▶ **Work instructions**: Look through the data for the string "HashMap". Copy every line where it is found.

Stored data
-------------------------

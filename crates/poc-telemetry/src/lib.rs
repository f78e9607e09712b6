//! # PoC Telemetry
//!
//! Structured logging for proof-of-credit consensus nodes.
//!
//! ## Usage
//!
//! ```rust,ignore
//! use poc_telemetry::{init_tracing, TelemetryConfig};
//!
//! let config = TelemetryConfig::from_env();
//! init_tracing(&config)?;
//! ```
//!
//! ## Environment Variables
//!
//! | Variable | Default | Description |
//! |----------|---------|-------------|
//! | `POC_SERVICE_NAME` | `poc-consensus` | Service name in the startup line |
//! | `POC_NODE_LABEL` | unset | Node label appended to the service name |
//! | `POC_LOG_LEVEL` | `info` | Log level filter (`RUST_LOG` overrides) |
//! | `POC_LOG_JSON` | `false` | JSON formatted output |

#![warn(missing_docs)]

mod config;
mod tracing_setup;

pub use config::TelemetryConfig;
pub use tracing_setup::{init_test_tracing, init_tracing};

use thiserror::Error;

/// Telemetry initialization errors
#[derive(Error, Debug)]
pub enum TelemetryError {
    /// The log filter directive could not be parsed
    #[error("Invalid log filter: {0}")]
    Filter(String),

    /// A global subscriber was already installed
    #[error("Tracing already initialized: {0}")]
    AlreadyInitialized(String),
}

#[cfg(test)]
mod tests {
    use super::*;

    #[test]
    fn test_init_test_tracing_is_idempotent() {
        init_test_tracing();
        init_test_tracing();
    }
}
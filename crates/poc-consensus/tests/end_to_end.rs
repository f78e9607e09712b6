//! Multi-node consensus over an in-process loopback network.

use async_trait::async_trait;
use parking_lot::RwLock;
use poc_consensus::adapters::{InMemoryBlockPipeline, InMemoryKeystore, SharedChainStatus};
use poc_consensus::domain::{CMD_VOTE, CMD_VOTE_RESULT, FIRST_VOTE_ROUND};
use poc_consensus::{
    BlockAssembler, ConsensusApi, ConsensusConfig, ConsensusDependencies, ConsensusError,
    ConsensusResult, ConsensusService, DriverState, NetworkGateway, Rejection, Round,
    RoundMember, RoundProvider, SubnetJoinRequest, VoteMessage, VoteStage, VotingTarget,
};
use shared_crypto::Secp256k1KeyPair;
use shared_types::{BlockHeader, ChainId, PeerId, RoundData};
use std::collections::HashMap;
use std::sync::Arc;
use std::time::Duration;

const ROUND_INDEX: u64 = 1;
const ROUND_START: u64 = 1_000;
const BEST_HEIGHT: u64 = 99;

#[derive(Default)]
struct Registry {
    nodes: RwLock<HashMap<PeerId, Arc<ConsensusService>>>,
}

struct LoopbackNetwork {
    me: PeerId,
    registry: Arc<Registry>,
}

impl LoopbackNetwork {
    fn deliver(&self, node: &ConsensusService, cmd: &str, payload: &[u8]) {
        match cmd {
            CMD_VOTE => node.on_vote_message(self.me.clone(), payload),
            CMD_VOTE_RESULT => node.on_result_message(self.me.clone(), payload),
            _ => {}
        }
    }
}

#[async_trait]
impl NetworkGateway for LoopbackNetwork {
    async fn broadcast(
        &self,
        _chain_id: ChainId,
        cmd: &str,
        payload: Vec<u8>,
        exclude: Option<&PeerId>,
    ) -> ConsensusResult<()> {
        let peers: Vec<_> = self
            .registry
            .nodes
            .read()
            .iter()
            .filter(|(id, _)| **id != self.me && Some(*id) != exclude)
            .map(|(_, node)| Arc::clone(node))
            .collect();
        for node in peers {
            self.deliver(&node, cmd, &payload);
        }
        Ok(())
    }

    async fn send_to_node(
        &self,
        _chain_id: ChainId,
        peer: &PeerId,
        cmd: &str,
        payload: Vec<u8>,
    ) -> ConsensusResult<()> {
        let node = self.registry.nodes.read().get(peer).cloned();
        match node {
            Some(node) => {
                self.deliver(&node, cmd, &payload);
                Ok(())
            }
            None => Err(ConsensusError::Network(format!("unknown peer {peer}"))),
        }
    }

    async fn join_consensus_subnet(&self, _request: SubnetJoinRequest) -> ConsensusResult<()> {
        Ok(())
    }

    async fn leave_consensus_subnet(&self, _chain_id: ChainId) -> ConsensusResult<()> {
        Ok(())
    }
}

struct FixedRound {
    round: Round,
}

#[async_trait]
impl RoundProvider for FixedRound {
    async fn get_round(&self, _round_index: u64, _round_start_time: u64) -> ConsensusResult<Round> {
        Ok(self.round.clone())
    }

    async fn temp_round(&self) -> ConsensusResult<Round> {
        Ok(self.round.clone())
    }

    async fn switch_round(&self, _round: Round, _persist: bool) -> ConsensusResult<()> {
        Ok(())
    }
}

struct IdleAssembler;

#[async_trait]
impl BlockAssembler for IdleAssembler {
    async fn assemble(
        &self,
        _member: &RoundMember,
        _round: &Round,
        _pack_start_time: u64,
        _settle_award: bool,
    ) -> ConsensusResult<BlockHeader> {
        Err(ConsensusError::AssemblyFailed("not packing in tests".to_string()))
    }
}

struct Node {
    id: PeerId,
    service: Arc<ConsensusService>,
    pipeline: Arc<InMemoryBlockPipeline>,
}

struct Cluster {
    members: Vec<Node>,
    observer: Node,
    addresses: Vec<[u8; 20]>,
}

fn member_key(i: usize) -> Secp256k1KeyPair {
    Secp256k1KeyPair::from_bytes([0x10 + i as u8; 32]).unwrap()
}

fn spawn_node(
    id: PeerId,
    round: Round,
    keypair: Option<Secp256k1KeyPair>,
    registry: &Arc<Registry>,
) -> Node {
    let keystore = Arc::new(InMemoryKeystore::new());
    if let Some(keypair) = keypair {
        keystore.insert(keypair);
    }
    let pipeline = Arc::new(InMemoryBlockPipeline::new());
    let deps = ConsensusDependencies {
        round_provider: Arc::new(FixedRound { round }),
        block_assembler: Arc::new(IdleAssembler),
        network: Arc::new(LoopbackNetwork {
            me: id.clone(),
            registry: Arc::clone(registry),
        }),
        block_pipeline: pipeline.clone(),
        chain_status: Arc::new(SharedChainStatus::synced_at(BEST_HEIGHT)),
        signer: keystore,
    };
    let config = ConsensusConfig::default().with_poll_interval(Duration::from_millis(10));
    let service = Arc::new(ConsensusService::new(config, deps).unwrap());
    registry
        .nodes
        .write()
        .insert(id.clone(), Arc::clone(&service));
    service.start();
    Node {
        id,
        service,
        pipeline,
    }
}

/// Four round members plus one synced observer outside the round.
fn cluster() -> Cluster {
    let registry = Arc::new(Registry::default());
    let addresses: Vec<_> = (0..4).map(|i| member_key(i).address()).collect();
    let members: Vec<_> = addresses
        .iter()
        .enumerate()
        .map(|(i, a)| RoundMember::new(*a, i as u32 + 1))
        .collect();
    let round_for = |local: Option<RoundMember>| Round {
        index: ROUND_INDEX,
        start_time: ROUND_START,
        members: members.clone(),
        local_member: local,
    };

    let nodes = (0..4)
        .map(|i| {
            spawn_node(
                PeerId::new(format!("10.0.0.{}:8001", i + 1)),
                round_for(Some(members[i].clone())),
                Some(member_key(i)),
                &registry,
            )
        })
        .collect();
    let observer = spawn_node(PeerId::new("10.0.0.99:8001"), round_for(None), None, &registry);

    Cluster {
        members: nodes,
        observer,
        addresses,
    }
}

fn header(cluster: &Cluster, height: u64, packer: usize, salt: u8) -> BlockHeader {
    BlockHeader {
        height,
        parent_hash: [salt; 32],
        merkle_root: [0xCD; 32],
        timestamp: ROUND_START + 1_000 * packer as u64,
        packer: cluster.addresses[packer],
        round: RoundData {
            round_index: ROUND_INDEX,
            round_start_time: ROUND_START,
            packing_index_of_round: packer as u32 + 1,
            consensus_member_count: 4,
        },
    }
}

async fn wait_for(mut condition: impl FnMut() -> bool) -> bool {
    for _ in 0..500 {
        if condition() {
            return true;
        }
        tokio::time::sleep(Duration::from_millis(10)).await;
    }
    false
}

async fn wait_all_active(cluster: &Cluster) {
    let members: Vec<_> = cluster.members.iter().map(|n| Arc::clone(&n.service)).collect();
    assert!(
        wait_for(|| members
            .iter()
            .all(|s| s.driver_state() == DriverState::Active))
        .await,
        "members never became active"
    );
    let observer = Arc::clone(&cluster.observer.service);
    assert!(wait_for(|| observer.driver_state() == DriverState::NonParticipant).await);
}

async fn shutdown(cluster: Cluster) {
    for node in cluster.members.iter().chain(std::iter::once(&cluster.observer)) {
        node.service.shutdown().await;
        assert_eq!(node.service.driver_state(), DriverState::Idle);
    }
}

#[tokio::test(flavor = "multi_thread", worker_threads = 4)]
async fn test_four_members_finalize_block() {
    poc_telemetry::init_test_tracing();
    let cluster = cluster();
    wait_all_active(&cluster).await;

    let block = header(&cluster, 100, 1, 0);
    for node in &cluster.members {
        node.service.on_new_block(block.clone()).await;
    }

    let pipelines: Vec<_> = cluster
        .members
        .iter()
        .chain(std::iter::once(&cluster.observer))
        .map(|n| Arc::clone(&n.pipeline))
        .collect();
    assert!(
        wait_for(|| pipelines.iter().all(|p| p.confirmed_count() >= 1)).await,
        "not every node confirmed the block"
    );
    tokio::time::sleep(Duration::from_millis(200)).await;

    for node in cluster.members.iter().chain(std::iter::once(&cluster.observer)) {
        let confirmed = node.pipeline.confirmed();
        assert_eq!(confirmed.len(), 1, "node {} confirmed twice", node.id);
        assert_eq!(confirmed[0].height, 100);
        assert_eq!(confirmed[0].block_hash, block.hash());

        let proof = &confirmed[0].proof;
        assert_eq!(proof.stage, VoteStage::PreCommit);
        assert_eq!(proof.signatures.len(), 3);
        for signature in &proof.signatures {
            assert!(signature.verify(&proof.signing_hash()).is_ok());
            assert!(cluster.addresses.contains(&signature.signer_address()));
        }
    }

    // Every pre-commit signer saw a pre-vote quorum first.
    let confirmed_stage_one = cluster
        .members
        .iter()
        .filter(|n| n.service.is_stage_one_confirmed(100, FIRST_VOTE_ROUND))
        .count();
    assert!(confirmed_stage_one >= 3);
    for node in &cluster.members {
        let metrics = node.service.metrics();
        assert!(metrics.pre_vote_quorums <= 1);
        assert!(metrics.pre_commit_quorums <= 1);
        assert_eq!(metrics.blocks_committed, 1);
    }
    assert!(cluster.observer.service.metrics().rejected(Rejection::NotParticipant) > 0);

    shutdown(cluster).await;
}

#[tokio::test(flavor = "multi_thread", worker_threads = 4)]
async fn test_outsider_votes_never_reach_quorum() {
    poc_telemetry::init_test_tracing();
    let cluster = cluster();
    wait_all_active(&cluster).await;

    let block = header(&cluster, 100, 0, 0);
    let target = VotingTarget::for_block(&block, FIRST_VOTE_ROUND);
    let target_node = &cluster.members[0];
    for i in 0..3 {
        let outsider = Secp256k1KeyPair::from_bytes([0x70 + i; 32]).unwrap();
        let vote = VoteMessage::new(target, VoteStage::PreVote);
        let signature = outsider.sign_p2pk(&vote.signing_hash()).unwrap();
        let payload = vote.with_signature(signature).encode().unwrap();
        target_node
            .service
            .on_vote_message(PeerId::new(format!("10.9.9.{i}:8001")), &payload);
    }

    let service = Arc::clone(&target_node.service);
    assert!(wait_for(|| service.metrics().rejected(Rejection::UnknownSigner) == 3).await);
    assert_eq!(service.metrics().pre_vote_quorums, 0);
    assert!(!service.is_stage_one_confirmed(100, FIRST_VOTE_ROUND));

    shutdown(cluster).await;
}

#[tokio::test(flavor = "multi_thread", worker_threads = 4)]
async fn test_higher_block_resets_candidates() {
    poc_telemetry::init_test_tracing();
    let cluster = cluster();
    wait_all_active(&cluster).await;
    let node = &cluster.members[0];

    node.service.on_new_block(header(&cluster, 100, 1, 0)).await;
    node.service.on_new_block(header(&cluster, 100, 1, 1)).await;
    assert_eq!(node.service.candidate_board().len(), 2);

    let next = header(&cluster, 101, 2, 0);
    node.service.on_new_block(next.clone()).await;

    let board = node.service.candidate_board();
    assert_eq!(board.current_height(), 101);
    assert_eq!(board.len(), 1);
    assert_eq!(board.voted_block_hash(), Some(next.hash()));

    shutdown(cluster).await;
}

-------------------------

▶ **Solution to the problem**:
use std::collections::HashMap;
    nodes: RwLock<HashMap<PeerId, Arc<ConsensusService>>>,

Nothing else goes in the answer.